British-bred Thoroughbred racehorse

Lunchtime (1970 - 1991) was a British Thoroughbred racehorse and sire. He was undefeated in three races as a two-year-old in 1972, including the Dewhurst Stakes and was regarded as a major contender for the British Classic Races. He failed to win in three starts in the following year and was retired to become a breeding stallion in Australia. He had some success as a sire of winners.

==Background==
Lunchtime was a "tall, strong" chestnut horse with a white star and a white socks on his hind feet, bred in the United Kingdom.
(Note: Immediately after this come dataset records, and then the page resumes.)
//! Ties for first place at the end of the last round.

mod common;

use farkle_engine::core::{FarkleConfig, GamePhase, GameRng, PlayerId};
use farkle_engine::rules::{GameEngine, GameResult, TurnOutcome};
use farkle_engine::scoring::Combination;
use farkle_engine::session::{BankOutcome, SessionController};
use farkle_engine::store::{MemoryWinStore, WinStore};

use common::{seated, table};

/// Alice and Bob both bank 1000 in the first round.
fn tied_session() -> SessionController {
    let mut session = seated(
        FarkleConfig::new().with_target_score(1000),
        MemoryWinStore::new(),
        &["Alice", "Bob"],
    );
    assert!(session.start_game());

    session.score(Combination::FourOfAKind);
    assert!(matches!(session.bank(), BankOutcome::Banked(_)));
    session.score(Combination::FourOfAKind);
    let outcome = session.bank();
    assert!(matches!(
        outcome,
        BankOutcome::Banked(TurnOutcome::Finished(GameResult::TieBreak { .. }))
    ));
    session
}

// =============================================================================
// Session
// =============================================================================

#[test]
fn test_tie_holds_the_result() {
    let session = tied_session();

    assert!(session.is_game_over());
    assert!(session.in_tie_breaker());
    assert_eq!(session.phase(), Some(GamePhase::TieBreaker));
    assert_eq!(session.tied_players(), &[PlayerId::new(0), PlayerId::new(1)]);
    assert_eq!(session.winner(), None);
    assert!(session.players().iter().all(|(_, p)| p.wins == 0));
    assert!(session.store().load().is_empty());
}

#[test]
fn test_select_tie_breaker_winner() {
    let mut session = tied_session();

    let result = session.select_tie_breaker_winner(PlayerId::new(1));

    assert_eq!(
        result,
        Some(GameResult::Winner {
            winner: PlayerId::new(1),
            loser: PlayerId::new(0),
        })
    );
    assert!(!session.in_tie_breaker());
    assert_eq!(session.phase(), Some(GamePhase::Over));
    assert_eq!(session.winner(), Some(PlayerId::new(1)));
    assert_eq!(session.players()[PlayerId::new(1)].wins, 1);
    assert_eq!(session.players()[PlayerId::new(0)].wins, 0);
    assert_eq!(session.next_game_starting_player(), Some(PlayerId::new(0)));
    assert_eq!(session.store().get("Bob"), 1);
}

#[test]
fn test_select_without_tie_is_ignored() {
    let mut session = seated(FarkleConfig::default(), MemoryWinStore::new(), &["Alice", "Bob"]);
    session.start_game();

    assert_eq!(session.select_tie_breaker_winner(PlayerId::new(0)), None);
    assert!(session.players().iter().all(|(_, p)| p.wins == 0));
}

#[test]
fn test_second_selection_is_ignored() {
    let mut session = tied_session();
    session.select_tie_breaker_winner(PlayerId::new(0));

    assert_eq!(session.select_tie_breaker_winner(PlayerId::new(1)), None);
    assert_eq!(session.winner(), Some(PlayerId::new(0)));
    assert_eq!(session.players()[PlayerId::new(0)].wins, 1);
    assert_eq!(session.players()[PlayerId::new(1)].wins, 0);
}

#[test]
fn test_roll_off_settles_tie() {
    let mut session = tied_session();
    let mut rng = GameRng::new(42);

    let winner = session.roll_off_tie(&mut rng).unwrap();

    assert!(winner == PlayerId::new(0) || winner == PlayerId::new(1));
    assert_eq!(session.winner(), Some(winner));
    assert_eq!(session.players()[winner].wins, 1);
    assert_eq!(session.roll_off_tie(&mut rng), None);
}

#[test]
fn test_roll_off_is_reproducible() {
    let first = tied_session().roll_off_tie(&mut GameRng::new(7));
    let second = tied_session().roll_off_tie(&mut GameRng::new(7));
    assert_eq!(first, second);
}

// =============================================================================
// Engine
// =============================================================================

#[test]
fn test_three_way_tie_with_trailing_loser() {
    let mut players = table(&[("Alice", 9000), ("Bob", 9500), ("Charlie", 200)]);
    let mut engine = GameEngine::new(FarkleConfig::default(), 3, None);

    engine.apply_turn_result(&mut players, 1500);
    engine.apply_turn_result(&mut players, 1000);
    let outcome = engine.apply_turn_result(&mut players, 0);

    match outcome {
        TurnOutcome::Finished(GameResult::TieBreak { tied, loser }) => {
            assert_eq!(tied.as_slice(), &[PlayerId::new(0), PlayerId::new(1)]);
            assert_eq!(loser, PlayerId::new(2));
        }
        other => panic!("expected a tie-break, got {:?}", other),
    }
    assert_eq!(engine.loser(&players), Some(PlayerId::new(2)));
}

#[test]
#[should_panic(expected = "is not tied for first place")]
fn test_selecting_untied_player_panics() {
    let mut players = table(&[("Alice", 9000), ("Bob", 9500), ("Charlie", 200)]);
    let mut engine = GameEngine::new(FarkleConfig::default(), 3, None);

    engine.apply_turn_result(&mut players, 1500);
    engine.apply_turn_result(&mut players, 1000);
    engine.apply_turn_result(&mut players, 0);

    engine.select_tie_breaker_winner(&players, PlayerId::new(2));
}

#[test]
#[should_panic(expected = "No tie-breaker pending")]
fn test_selecting_without_tie_panics_in_engine() {
    let players = table(&[("Alice", 0), ("Bob", 0)]);
    let mut engine = GameEngine::new(FarkleConfig::default(), 2, None);
    engine.select_tie_breaker_winner(&players, PlayerId::new(0));
}
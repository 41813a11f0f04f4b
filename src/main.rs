//! Terminal front-end: launch an analysis, follow the live progress channel,
//! then render the ranked toxic-item digest.

use clap::Parser;
use colored::*;
use std::io::{self, Write};
use tokio::sync::mpsc;
use tracing_subscriber::EnvFilter;

use toxilens::categories::{resolve, Severity};
use toxilens::cli::{clamp_max_comments, resolve_base_url, Args};
use toxilens::client::{ClientConfig, ToxiClient};
use toxilens::digest::aggregate;
use toxilens::history::{HistoryEntry, HistoryStats};
use toxilens::protocol::{AnalysisRequest, AnalysisResult, CommentRecord};
use toxilens::session;

fn severity_label(severity: Severity) -> ColoredString {
    let text = severity.to_string();
    match severity {
        Severity::Bajo => text.green(),
        Severity::Medio => text.yellow(),
        Severity::Alto => text.bright_red(),
        Severity::Critico => text.red().bold(),
    }
}

fn print_comment(record: &CommentRecord, json: bool) -> Result<(), Box<dyn std::error::Error>> {
    if json {
        println!("{}", serde_json::to_string_pretty(record)?);
        return Ok(());
    }
    let verdict = if record.is_toxic {
        "TÓXICO".red().bold()
    } else {
        "LIMPIO".green().bold()
    };
    println!(
        "{verdict}  confianza {:.1}%",
        record.toxicity_confidence * 100.0
    );
    for key in &record.categories_detected {
        let category = resolve(key);
        println!(
            "  - {} [{}]",
            category.friendly,
            severity_label(category.severity)
        );
    }
    Ok(())
}

fn print_result(result: &AnalysisResult, json: bool) -> Result<(), Box<dyn std::error::Error>> {
    let digest = aggregate(result);

    if json {
        let body = serde_json::json!({ "analysis": result, "digest": digest });
        println!("{}", serde_json::to_string_pretty(&body)?);
        return Ok(());
    }

    println!("{}", "Resumen del análisis".bold());
    println!(
        "  comentarios: {} ({} tóxicos, {:.1}%)",
        result.total_comments,
        result.toxic_comments,
        result.main_comments_toxicity_rate * 100.0
    );
    println!(
        "  respuestas:  {} ({} tóxicas, {:.1}%)",
        result.total_replies,
        result.toxic_replies,
        result.replies_toxicity_rate * 100.0
    );
    println!(
        "  total:       {} ({} tóxicos, {:.1}%)",
        result.total_analyzed,
        result.total_toxic,
        result.toxicity_rate * 100.0
    );

    if !result.summary.categories_found.is_empty() {
        println!("\n{}", "Categorías encontradas".bold());
        for (name, count) in &result.summary.categories_found {
            let category = resolve(name);
            println!(
                "  {} [{}]: {}",
                category.friendly,
                severity_label(category.severity),
                count
            );
        }
    }

    if let Some(worst) = &result.summary.most_toxic_comment {
        println!("\n{}", "Comentario más tóxico".bold());
        println!(
            "  \"{}\" ({:.1}%)",
            worst.text,
            worst.toxicity_confidence * 100.0
        );
    }

    if digest.items.is_empty() {
        println!("\n{}", "Sin contenido tóxico detectado.".green());
        return Ok(());
    }

    println!(
        "\n{} ({} main, {} reply, {} de alta toxicidad, media {:.1}%)",
        "Elementos tóxicos".bold(),
        digest.main_toxic_count,
        digest.reply_toxic_count,
        digest.high_toxicity_count,
        digest.average_confidence * 100.0
    );
    for item in digest.items.iter().take(10) {
        let origin = format!("[{}]", item.origin);
        println!(
            "  {:>6.1}% {} {}",
            item.record.toxicity_confidence * 100.0,
            origin.cyan(),
            item.record.text
        );
    }
    Ok(())
}

fn print_history(entries: &[HistoryEntry], json: bool) -> Result<(), Box<dyn std::error::Error>> {
    if json {
        println!("{}", serde_json::to_string_pretty(entries)?);
        return Ok(());
    }
    let stats = HistoryStats::from_entries(entries);
    println!(
        "{}: {} videos, {} comentarios, toxicidad media {:.2}%, {} seguros",
        "Historial".bold(),
        stats.total_videos,
        stats.total_comments,
        stats.average_toxicity,
        stats.safe_videos
    );
    for entry in entries {
        println!(
            "  {:>6.1}%  {}  {}",
            entry.toxicity_rate,
            entry.date.as_deref().unwrap_or("-"),
            entry.video_title
        );
        for category in &entry.categories {
            println!(
                "          {} [{}]",
                category.friendly,
                severity_label(category.severity)
            );
        }
    }
    Ok(())
}

#[tokio::main]
async fn main() -> Result<(), Box<dyn std::error::Error>> {
    tracing_subscriber::fmt()
        .with_env_filter(EnvFilter::from_default_env())
        .with_writer(io::stderr)
        .init();

    let args = Args::parse();
    let config = ClientConfig::new(resolve_base_url(args.base_url.as_deref()));
    let client = ToxiClient::new(config.clone())?;

    if args.health {
        let health = client.health().await?;
        println!("status: {}", health.status);
        if let Some(version) = health.pipeline_version {
            println!("pipeline: {version}");
        }
        return Ok(());
    }

    if args.history {
        let rows = client.fetch_history().await?;
        let entries: Vec<HistoryEntry> = rows.iter().map(HistoryEntry::from_row).collect();
        return print_history(&entries, args.json);
    }

    let target = args
        .target
        .clone()
        .ok_or("missing target: pass a video URL, or comment text with --comment")?;

    if args.comment {
        let record = client.analyze_comment(&target).await?;
        return print_comment(&record, args.json);
    }

    // Video mode: launch the job, then follow its progress channel until the
    // single terminal event arrives.
    let request = AnalysisRequest {
        url: target,
        max_comments: clamp_max_comments(args.max_comments),
    };
    let session = client.start_analysis(&request).await?;
    eprintln!(
        "{} sesión {} iniciada ({} comentarios máx.)",
        "[toxilens]".cyan(),
        session.session_id,
        request.max_comments
    );

    let (tx, mut rx) = mpsc::unbounded_channel::<Result<AnalysisResult, String>>();
    let done_tx = tx.clone();
    let fail_tx = tx;

    let mut handle = session::attach(
        &config,
        &session.session_id,
        |percentage, message| {
            print!("\r  {percentage:>5.1}%  {message}{}", " ".repeat(8));
            let _ = io::stdout().flush();
        },
        move |result| {
            let _ = done_tx.send(Ok(result));
        },
        move |reason| {
            let _ = fail_tx.send(Err(reason));
        },
    );

    let outcome = rx
        .recv()
        .await
        .ok_or("progress channel dropped without a terminal event")?;
    handle.detach();
    println!();

    match outcome {
        Ok(result) => print_result(&result, args.json),
        Err(reason) => {
            eprintln!("{} {reason}", "error:".red().bold());
            std::process::exit(1);
        }
    }
}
He was sired by Silly Season, a top-class American-bred horse who won the Champion Stakes in 1965. Lunchtime was the first foal of his dam Great Occasion, a moderate racehorse who won one minor race from five starts. She was descended from a relatively obscure branch of Thoroughbred family 7-f which also produced the Coronation Stakes winner Katies and Minnesota Mac who sired Mac Diarmida.
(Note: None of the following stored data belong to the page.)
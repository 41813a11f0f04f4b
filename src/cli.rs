use crate::protocol::{MAX_COMMENTS, MIN_COMMENTS};
use clap::Parser;

#[derive(Parser)]
#[command(name = "toxilens")]
#[command(version = "0.3.0")]
#[command(about = "YouTube comment toxicity analysis from the terminal")]
pub struct Args {
    /// Video URL to analyze (or comment text with --comment)
    pub target: Option<String>,

    /// Analyze a single comment instead of a full video
    #[arg(long, short)]
    pub comment: bool,

    /// List prior analyses instead of launching a new one
    #[arg(long)]
    pub history: bool,

    /// Probe the classifier's health endpoint and exit
    #[arg(long)]
    pub health: bool,

    /// How many comments to analyze (clamped to the backend's 5..=1000 range)
    #[arg(long, default_value = "50")]
    pub max_comments: u32,

    /// Backend base URL; falls back to $TOXILENS_BASE_URL
    #[arg(long)]
    pub base_url: Option<String>,

    /// Emit raw JSON instead of formatted output
    #[arg(long)]
    pub json: bool,
}

/// Resolve the backend base URL: explicit flag, then environment, then the
/// local default.
pub fn resolve_base_url(flag: Option<&str>) -> String {
    flag.map(String::from)
        .or_else(|| std::env::var("TOXILENS_BASE_URL").ok())
        .unwrap_or_else(|| "http://localhost:8000".to_string())
}

/// Clamp the requested comment count into the backend's accepted range.
/// This is the front-end's concern — the client re-validates before sending.
pub fn clamp_max_comments(value: u32) -> u32 {
    value.clamp(MIN_COMMENTS, MAX_COMMENTS)
}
During his racing career, Lunchtime was owned by Colonel R D Poole and was trained at Seven Barrows near Lambourn in Berkshire by Peter Walwyn.

==Racing career==
===1972: two-year-old season===
On his first racecourse appearance Lunchtime started the 11/10 favourite for the Goldings Maiden Stakes, for previously unraced horses over six furlongs at Goodwood Racecourse in September. He never looked in any danger of defeat, took the lead two furlongs out and won very easily. On his next appearance he ran in the Clarence House Stakes over the same distance at Ascot Racecourse in which he was opposed by the National Stakes winner Hunter's Path. He drew away from his rivals in the final furlong to win by four lengths, with Timeform commenting that the winning margin "could easily have been doubled".
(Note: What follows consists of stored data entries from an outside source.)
//! Aggregation of a completed analysis into a ranked toxic-item digest.

use crate::protocol::{AnalysisResult, CommentRecord};
use serde::{Deserialize, Serialize};

/// Confidence at or above which an item counts as highly toxic.
pub const HIGH_TOXICITY_THRESHOLD: f64 = 0.8;

/// Where a toxic item came from in the thread structure.
#[derive(Debug, Clone, Copy, PartialEq, Eq, Serialize, Deserialize)]
#[serde(rename_all = "lowercase")]
pub enum Origin {
    Main,
    Reply,
}

impl std::fmt::Display for Origin {
    fn fmt(&self, f: &mut std::fmt::Formatter<'_>) -> std::fmt::Result {
        match self {
            Origin::Main => write!(f, "main"),
            Origin::Reply => write!(f, "reply"),
        }
    }
}

/// One toxic record tagged with its origin.
#[derive(Debug, Clone, Serialize, Deserialize)]
pub struct ToxicItem {
    pub origin: Origin,
    #[serde(flatten)]
    pub record: CommentRecord,
}

/// The merged, ranked view of every toxic item in an analysis, plus summary
/// counts. An all-zero digest with an empty list is a valid "clean" result,
/// not an error.
#[derive(Debug, Clone, Default, Serialize, Deserialize)]
pub struct ToxicDigest {
    /// Toxic items sorted by descending confidence.
    pub items: Vec<ToxicItem>,
    pub main_toxic_count: usize,
    pub reply_toxic_count: usize,
    /// Items with confidence ≥ [`HIGH_TOXICITY_THRESHOLD`].
    pub high_toxicity_count: usize,
    /// Arithmetic mean of confidence over `items`; 0.0 when empty.
    pub average_confidence: f64,
}

/// Build the digest from a completed analysis.
///
/// Main comments and replies are filtered for toxic records independently,
/// concatenated main-first, then stable-sorted by descending confidence.
/// At equal confidence main items therefore precede replies — that ordering
/// is an artifact of the concatenation, kept for compatibility with what
/// the backend's consumers have always displayed.
pub fn aggregate(result: &AnalysisResult) -> ToxicDigest {
    let mut items: Vec<ToxicItem> = Vec::new();

    for record in result.main_comments_analysis.iter().filter(|r| r.is_toxic) {
        items.push(ToxicItem {
            origin: Origin::Main,
            record: record.clone(),
        });
    }
    let main_toxic_count = items.len();

    for record in result.replies_analysis.iter().filter(|r| r.is_toxic) {
        items.push(ToxicItem {
            origin: Origin::Reply,
            record: record.clone(),
        });
    }
    let reply_toxic_count = items.len() - main_toxic_count;

    // sort_by is stable; NaN confidences compare as equal and keep their slot.
    items.sort_by(|a, b| {
        b.record
            .toxicity_confidence
            .partial_cmp(&a.record.toxicity_confidence)
            .unwrap_or(std::cmp::Ordering::Equal)
    });

    let high_toxicity_count = items
        .iter()
        .filter(|i| i.record.toxicity_confidence >= HIGH_TOXICITY_THRESHOLD)
        .count();

    let average_confidence = if items.is_empty() {
        0.0
    } else {
        items
            .iter()
            .map(|i| i.record.toxicity_confidence)
            .sum::<f64>()
            / items.len() as f64
    };

    ToxicDigest {
        items,
        main_toxic_count,
        reply_toxic_count,
        high_toxicity_count,
        average_confidence,
    }
}

#[cfg(test)]
mod tests {
    use super::*;

    fn record(text: &str, is_toxic: bool, confidence: f64) -> CommentRecord {
        CommentRecord {
            text: text.to_string(),
            is_toxic,
            toxicity_confidence: confidence,
            ..Default::default()
        }
    }

    #[test]
    fn test_empty_result_yields_empty_digest() {
        let digest = aggregate(&AnalysisResult::default());
        assert!(digest.items.is_empty());
        assert_eq!(digest.main_toxic_count, 0);
        assert_eq!(digest.reply_toxic_count, 0);
        assert_eq!(digest.high_toxicity_count, 0);
        assert_eq!(digest.average_confidence, 0.0);
    }

    #[test]
    fn test_non_toxic_records_are_filtered_out() {
        let result = AnalysisResult {
            main_comments_analysis: vec![record("ok", false, 0.1), record("bad", true, 0.7)],
            replies_analysis: vec![record("fine", false, 0.05)],
            ..Default::default()
        };
        let digest = aggregate(&result);
        assert_eq!(digest.items.len(), 1);
        assert_eq!(digest.items[0].record.text, "bad");
    }

    #[test]
    fn test_sorted_descending_with_origin_tags() {
        let result = AnalysisResult {
            main_comments_analysis: vec![record("main", true, 0.9)],
            replies_analysis: vec![record("reply", true, 0.95)],
            ..Default::default()
        };
        let digest = aggregate(&result);
        assert_eq!(digest.items[0].origin, Origin::Reply);
        assert_eq!(digest.items[1].origin, Origin::Main);
        assert_eq!(digest.high_toxicity_count, 2);
        assert!((digest.average_confidence - 0.925).abs() < 1e-9);
    }

    #[test]
    fn test_equal_confidence_keeps_main_before_reply() {
        let result = AnalysisResult {
            main_comments_analysis: vec![record("main", true, 0.6)],
            replies_analysis: vec![record("reply", true, 0.6)],
            ..Default::default()
        };
        let digest = aggregate(&result);
        assert_eq!(digest.items[0].origin, Origin::Main);
        assert_eq!(digest.items[1].origin, Origin::Reply);
    }

    #[test]
    fn test_high_toxicity_threshold_is_inclusive() {
        let result = AnalysisResult {
            main_comments_analysis: vec![record("edge", true, 0.8), record("low", true, 0.79)],
            ..Default::default()
        };
        let digest = aggregate(&result);
        assert_eq!(digest.high_toxicity_count, 1);
    }
}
Lunchtime ended his season with a run in Britain's most prestigious two-year-old race, the Dewhurst Stakes over seven furlongs at Newmarket Racecourse in October. Ridden by Pat Eddery he started 11/8 favourite in what appeared to be a sub-standard field. He took the lead a furlong and a half from the finish and won by two and a half lengths from Draw The Line, with Hubris taking third ahead of Father Christmas. Lunchtime entered the winter of 1972 as the ante-post favourite for both the 2000 Guineas and The Derby.

===1973: three-year-old season===
On his first run as a three-your-old, Lunchtime started odd-on favourite for the Greenham Stakes (a trial race for the 2000 Guineas) over seven furlongs at Newbury Racecourse in April. In a major upset, he sustained his first defeat as he was beaten a length into second place by the 16/1 outsider Boldboy with Mon Fils in third place. On 5 May, Lunchtime contested the 175th running of the 2000 Guineas over Newmarket's Rowley Mile course and finished unplaced behind Mon Fils. He was stepped up in distance for the Predominate Stakes over one and a half miles at Goodwood later in May and was equipped with blinkers for the first time. He finished fourth of the nine runners behind Buoy. Plans to run the colt in The Derby were abandoned and he was retired from racing.

==Assessment==
In the 1972 Free Handicap, a ranking of the best two-year-olds to race in Britain, Lunchtime was assigned a weight of 128 pounds, placing him joint-fourth behind the filly Jacinth and the colts Noble Decree and Ksar. The independent Timeform organisation gave him a rating of 123, ten pounds behind Jacinth and seven pounds behind the French colts Targowice and Simbir. Walwyn believed that Lunchtime was the best two-year-old he had ever trained. In the following year Timeform gave him a rating of 112 and commented that he was "a good horse at his best, but never the top-class one his reputation had him to be".

==Stud record==
At the end of his racing career, Lunchtime was exported to become a breeding stallion in Australia. His offspring included Snippets who won the AJC Sires Produce Stakes, Oakleigh Plate and The Galaxy before becoming a very successful sire. Lunchtime died in Australia on 11 October 1991.

==Pedigree==

Pedigree of Lunchtime (GB), chestnut stallion, 1970
| Sire Silly Season (USA) 1962 | Tom Fool (USA) 1949 | Menow | Pharamond |
Alcibiades
| Gaga | Bull Dog |
Alpoise
| Double Deal (GB) 1946 | Straight Deal | Solario |
Good Deal
| Nonats | King Salmon |
Whitebait
| Dam Great Occasion (GB) 1965 | Hornbeam (GB) 1953 | Hyperion | Gainsborough |
Selene
| Thicket | Nasrullah |
Thorn Wood
| Golden Wedding (GB) 1959 | Sunny Brae | Torbido |
Sun Petal
| Flighty Falls | Falls of Clyde |
Swarm (Family: 7-f)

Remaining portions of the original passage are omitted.